**Description of the task**
Go through the entries below and count the lines where the word "fullscreen" appears; give only the count.

**Dataset entries**
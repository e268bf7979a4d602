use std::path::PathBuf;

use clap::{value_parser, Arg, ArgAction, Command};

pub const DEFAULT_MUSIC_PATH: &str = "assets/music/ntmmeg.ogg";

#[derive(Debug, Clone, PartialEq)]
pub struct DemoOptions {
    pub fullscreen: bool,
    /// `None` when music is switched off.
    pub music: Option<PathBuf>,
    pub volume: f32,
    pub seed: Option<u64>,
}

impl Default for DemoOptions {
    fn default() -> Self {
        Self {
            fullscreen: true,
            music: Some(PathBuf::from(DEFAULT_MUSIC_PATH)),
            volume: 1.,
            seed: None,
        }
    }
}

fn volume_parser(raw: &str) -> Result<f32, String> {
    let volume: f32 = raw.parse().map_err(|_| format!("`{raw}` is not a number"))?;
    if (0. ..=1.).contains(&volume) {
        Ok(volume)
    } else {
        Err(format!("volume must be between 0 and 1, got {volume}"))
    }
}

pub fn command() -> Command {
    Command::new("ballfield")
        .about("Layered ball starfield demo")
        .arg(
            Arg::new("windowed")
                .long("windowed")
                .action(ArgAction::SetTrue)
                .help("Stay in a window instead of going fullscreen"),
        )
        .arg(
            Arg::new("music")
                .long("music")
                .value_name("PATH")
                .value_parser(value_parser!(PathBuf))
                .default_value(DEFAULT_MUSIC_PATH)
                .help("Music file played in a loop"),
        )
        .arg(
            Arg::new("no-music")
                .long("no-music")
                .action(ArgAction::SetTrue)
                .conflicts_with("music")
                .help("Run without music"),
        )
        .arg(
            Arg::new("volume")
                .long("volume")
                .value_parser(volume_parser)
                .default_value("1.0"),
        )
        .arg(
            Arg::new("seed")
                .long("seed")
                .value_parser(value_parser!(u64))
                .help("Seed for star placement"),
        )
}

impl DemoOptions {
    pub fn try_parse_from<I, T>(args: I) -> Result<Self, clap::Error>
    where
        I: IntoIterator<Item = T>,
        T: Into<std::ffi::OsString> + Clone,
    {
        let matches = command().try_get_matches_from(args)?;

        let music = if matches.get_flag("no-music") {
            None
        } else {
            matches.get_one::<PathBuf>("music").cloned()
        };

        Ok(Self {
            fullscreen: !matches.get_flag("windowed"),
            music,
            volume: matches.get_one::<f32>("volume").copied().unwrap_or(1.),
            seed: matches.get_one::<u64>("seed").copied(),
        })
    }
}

**Answer to this exercise**
4